Disturbing: Shocking, gory, or otherwise distressing content.

Key Features

Binary Adversarial Detection: Predicts if an image was generated with harmful intent.
Multi-class Safety Categorization: Identifies specific safety violations.
Visual Safety Heatmaps: Generates heatmaps highlighting regions that triggered safety violations (available via return_heatmaps=True).
Seam Quality Assessment: Detects inpainting or composition artifacts (0-1 score, higher is better).
Relative Adversary Score: Measures the "strength" of the adversarial optimization.
Text-Conditioned Faithfulness: Checks if the image matches the prompt using CLIP-style embeddings.

Usage

You can use the provided auditor_inference.py script for standalone inference with visual explanations.

Quick Start

Run Inference with Heatmaps:

python3 auditor_inference.py \
  --model complete_auditor_best.pth \
  --vocab vocab.json \
  --image your_image.jpg \
  --prompt "a prompt corresponding to the image"
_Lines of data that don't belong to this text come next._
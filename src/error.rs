//! HTTP-facing error type.
//!
//! Every handler returns [`AppError`] on failure. It renders as
//!
//! ```json
//! { "error": { "code": "not_found", "message": "...", "details": { ... } } }
//! ```
//!
//! | Variant        | Status | `code`             |
//! |----------------|--------|--------------------|
//! | `InvalidInput` | 400    | `validation_error` |
//! | `Conflict`     | 400    | `conflict`         |
//! | `NotFound`     | 404    | `not_found`        |
//! | `Expired`      | 410    | `expired`          |
//! | `Internal`     | 500    | `internal_error`   |

use axum::{
    Json,
    extract::rejection::JsonRejection,
    http::StatusCode,
    response::{IntoResponse, Response},
};
use serde::Serialize;
use serde_json::{Value, json};
use validator::ValidationErrors;

use crate::domain::RegistryError;

#[derive(Serialize)]
struct ErrorBody {
    error: ErrorInfo,
}

/// Machine-readable error payload.
#[derive(Debug, Serialize)]
pub struct ErrorInfo {
    pub code: &'static str,
    pub message: String,
    pub details: Value,
}

#[derive(Debug, thiserror::Error)]
pub enum AppError {
    #[error("{message}")]
    InvalidInput { message: String, details: Value },

    #[error("{message}")]
    Conflict { message: String, details: Value },

    #[error("{message}")]
    NotFound { message: String, details: Value },

    #[error("{message}")]
    Expired { message: String, details: Value },

    #[error("{message}")]
    Internal { message: String, details: Value },
}

impl AppError {
    pub fn bad_request(message: impl Into<String>, details: Value) -> Self {
        Self::InvalidInput {
            message: message.into(),
            details,
        }
    }

    pub fn conflict(message: impl Into<String>, details: Value) -> Self {
        Self::Conflict {
            message: message.into(),
            details,
        }
    }

    pub fn not_found(message: impl Into<String>, details: Value) -> Self {
        Self::NotFound {
            message: message.into(),
            details,
        }
    }

    pub fn expired(message: impl Into<String>, details: Value) -> Self {
        Self::Expired {
            message: message.into(),
            details,
        }
    }

    pub fn internal(message: impl Into<String>, details: Value) -> Self {
        Self::Internal {
            message: message.into(),
            details,
        }
    }

    pub fn status_code(&self) -> StatusCode {
        match self {
            AppError::InvalidInput { .. } | AppError::Conflict { .. } => StatusCode::BAD_REQUEST,
            AppError::NotFound { .. } => StatusCode::NOT_FOUND,
            AppError::Expired { .. } => StatusCode::GONE,
            AppError::Internal { .. } => StatusCode::INTERNAL_SERVER_ERROR,
        }
    }

    pub fn to_error_info(&self) -> ErrorInfo {
        let (code, message, details) = match self {
            AppError::InvalidInput { message, details } => ("validation_error", message, details),
            AppError::Conflict { message, details } => ("conflict", message, details),
            AppError::NotFound { message, details } => ("not_found", message, details),
            AppError::Expired { message, details } => ("expired", message, details),
            AppError::Internal { message, details } => ("internal_error", message, details),
        };

        ErrorInfo {
            code,
            message: message.clone(),
            details: details.clone(),
        }
    }
}

impl IntoResponse for AppError {
    fn into_response(self) -> Response {
        if let AppError::Internal { message, .. } = &self {
            tracing::error!("Internal error: {}", message);
        }

        let body = ErrorBody {
            error: self.to_error_info(),
        };

        (self.status_code(), Json(body)).into_response()
    }
}

impl From<RegistryError> for AppError {
    fn from(err: RegistryError) -> Self {
        match err {
            RegistryError::InvalidInput(reason) => {
                AppError::bad_request("Invalid input", json!({ "reason": reason }))
            }
            RegistryError::CodeConflict { code } => {
                AppError::conflict("Shortcode already in use", json!({ "shortcode": code }))
            }
            RegistryError::NotFound { code } => {
                AppError::not_found("URL not found", json!({ "shortcode": code }))
            }
            RegistryError::Expired { code, expired_at } => AppError::expired(
                "URL has expired",
                json!({ "shortcode": code, "expiry": expired_at }),
            ),
            RegistryError::Internal(reason) => {
                AppError::internal("Internal server error", json!({ "reason": reason }))
            }
        }
    }
}

impl From<ValidationErrors> for AppError {
    fn from(errors: ValidationErrors) -> Self {
        let fields: serde_json::Map<String, Value> = errors
            .field_errors()
            .into_iter()
            .map(|(field, errs)| {
                let messages: Vec<String> = errs
                    .iter()
                    .map(|e| {
                        e.message
                            .as_ref()
                            .map(|m| m.to_string())
                            .unwrap_or_else(|| e.code.to_string())
                    })
                    .collect();
                (field.to_string(), json!(messages))
            })
            .collect();

        AppError::bad_request("Invalid request", json!({ "fields": fields }))
    }
}

impl From<JsonRejection> for AppError {
    fn from(rejection: JsonRejection) -> Self {
        AppError::bad_request(
            "Malformed JSON body",
            json!({ "reason": rejection.body_text() }),
        )
    }
}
This will save your_image_adv_heatmap.jpg and class-specific heatmaps to your current directory.

Programmatic Usage

from auditor_inference import audit_image

results = audit_image(
    model_path="complete_auditor_best.pth",
    image_path="sample.jpg",
    prompt="a sample prompt",
    return_heatmaps=True
)

print(results["is_adversarial"])
# Heatmaps are available as numpy arrays (original image size)
# results["adversarial_heatmap"]
# results["category_heatmaps"]["Violence"]

Training Data

Trained on the kricko/cleaned_auditor dataset, which contains ~27k safety-annotated images.

Maintenance

This model is maintained as part of the AIISC research project.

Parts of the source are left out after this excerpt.